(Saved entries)
------------------------------------
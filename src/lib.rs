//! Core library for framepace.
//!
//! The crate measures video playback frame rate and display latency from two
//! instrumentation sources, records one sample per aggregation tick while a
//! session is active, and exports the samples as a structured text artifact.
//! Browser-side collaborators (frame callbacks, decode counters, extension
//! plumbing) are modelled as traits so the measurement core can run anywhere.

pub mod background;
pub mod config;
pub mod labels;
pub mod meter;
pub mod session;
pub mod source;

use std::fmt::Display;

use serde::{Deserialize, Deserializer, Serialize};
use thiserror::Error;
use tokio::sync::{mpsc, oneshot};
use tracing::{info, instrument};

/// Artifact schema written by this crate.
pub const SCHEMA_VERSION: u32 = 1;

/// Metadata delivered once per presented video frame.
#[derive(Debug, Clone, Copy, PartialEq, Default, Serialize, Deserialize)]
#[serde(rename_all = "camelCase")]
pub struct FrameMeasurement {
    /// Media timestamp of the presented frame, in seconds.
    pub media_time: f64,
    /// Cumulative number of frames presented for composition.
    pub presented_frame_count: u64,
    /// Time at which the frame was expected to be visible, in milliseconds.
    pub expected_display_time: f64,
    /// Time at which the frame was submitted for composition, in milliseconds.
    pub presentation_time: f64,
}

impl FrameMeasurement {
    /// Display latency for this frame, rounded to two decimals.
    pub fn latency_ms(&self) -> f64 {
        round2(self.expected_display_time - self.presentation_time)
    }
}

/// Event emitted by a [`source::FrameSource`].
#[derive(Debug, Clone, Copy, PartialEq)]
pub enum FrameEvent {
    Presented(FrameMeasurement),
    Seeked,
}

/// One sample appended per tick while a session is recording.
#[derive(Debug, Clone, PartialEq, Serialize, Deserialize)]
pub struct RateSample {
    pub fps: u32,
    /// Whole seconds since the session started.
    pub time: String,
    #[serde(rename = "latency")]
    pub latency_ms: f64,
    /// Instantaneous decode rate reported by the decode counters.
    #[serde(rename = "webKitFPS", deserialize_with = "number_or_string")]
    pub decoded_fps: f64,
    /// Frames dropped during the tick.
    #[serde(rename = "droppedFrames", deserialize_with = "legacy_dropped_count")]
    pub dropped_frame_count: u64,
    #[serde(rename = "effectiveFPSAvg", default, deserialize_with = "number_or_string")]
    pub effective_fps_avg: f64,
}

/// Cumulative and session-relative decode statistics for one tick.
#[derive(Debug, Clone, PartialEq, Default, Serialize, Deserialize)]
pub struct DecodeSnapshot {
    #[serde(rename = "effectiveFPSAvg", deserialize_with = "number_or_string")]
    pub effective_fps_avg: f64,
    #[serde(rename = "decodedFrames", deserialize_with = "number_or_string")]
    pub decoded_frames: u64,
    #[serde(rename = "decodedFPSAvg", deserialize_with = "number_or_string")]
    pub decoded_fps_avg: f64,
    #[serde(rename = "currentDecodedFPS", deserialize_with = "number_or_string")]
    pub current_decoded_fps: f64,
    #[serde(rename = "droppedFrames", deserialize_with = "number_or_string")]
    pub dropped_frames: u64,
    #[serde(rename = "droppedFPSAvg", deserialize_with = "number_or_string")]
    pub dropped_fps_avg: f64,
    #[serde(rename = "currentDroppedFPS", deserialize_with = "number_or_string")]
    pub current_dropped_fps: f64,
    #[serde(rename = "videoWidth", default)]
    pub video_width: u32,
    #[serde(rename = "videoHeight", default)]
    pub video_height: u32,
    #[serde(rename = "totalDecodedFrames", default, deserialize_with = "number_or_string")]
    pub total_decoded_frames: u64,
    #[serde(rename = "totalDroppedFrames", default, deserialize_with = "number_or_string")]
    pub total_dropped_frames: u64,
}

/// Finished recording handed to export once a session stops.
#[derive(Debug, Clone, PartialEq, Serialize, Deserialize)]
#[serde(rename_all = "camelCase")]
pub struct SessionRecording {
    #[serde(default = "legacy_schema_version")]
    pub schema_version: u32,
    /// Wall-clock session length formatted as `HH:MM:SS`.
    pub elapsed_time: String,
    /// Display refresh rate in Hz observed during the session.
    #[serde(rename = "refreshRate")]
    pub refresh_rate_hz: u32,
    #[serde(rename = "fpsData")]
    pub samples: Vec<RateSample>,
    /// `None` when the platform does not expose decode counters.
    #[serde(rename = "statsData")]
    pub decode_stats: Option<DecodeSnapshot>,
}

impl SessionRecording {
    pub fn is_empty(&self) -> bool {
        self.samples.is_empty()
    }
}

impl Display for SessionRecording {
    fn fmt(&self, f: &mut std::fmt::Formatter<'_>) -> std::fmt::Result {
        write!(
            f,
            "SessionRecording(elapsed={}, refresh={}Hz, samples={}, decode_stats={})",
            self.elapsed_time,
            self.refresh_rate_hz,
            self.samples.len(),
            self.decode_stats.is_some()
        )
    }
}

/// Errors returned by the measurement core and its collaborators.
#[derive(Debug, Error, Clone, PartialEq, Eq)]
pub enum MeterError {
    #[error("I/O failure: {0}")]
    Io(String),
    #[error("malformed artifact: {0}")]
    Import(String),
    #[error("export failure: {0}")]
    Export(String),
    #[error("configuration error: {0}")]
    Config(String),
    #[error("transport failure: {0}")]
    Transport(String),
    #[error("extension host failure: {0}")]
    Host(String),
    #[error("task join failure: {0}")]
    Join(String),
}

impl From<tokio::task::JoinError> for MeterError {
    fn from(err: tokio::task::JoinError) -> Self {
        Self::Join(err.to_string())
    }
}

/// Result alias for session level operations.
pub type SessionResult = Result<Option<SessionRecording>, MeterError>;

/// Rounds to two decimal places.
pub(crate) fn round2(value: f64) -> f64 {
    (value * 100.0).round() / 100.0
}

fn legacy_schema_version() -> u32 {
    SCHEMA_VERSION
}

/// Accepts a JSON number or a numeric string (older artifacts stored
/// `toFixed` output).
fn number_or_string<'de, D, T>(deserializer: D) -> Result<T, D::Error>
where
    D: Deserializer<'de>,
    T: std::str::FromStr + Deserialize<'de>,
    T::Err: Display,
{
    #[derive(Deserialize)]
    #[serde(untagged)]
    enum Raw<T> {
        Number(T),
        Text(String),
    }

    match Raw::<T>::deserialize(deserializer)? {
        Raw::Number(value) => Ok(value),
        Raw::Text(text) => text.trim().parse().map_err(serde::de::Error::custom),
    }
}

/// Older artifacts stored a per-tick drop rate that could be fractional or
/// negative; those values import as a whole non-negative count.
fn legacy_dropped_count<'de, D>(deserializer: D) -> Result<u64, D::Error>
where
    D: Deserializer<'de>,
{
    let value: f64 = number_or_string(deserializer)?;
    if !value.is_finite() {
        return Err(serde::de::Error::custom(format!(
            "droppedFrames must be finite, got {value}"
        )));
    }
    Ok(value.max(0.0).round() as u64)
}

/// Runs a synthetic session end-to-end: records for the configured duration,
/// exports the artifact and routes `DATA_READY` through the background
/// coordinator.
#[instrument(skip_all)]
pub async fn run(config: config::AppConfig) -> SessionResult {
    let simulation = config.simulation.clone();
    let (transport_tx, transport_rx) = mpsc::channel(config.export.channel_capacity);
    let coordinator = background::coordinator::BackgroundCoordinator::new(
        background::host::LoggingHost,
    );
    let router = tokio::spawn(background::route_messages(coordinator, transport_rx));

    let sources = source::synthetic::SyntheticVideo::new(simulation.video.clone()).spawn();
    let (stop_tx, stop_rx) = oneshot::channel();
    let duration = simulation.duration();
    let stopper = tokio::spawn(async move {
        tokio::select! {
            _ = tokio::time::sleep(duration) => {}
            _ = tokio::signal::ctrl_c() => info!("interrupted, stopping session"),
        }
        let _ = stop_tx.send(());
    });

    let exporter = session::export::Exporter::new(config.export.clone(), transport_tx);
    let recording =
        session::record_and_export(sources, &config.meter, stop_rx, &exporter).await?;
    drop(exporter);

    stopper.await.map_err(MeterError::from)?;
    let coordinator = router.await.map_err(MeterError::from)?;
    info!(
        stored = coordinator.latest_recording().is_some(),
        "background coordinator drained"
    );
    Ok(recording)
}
------------------------------------
— Work instruction —
Look through the entries for lines containing the word "channel" and return each one.

— Response for this exercise —
    let (transport_tx, transport_rx) = mpsc::channel(config.export.channel_capacity);
    let (stop_tx, stop_rx) = oneshot::channel();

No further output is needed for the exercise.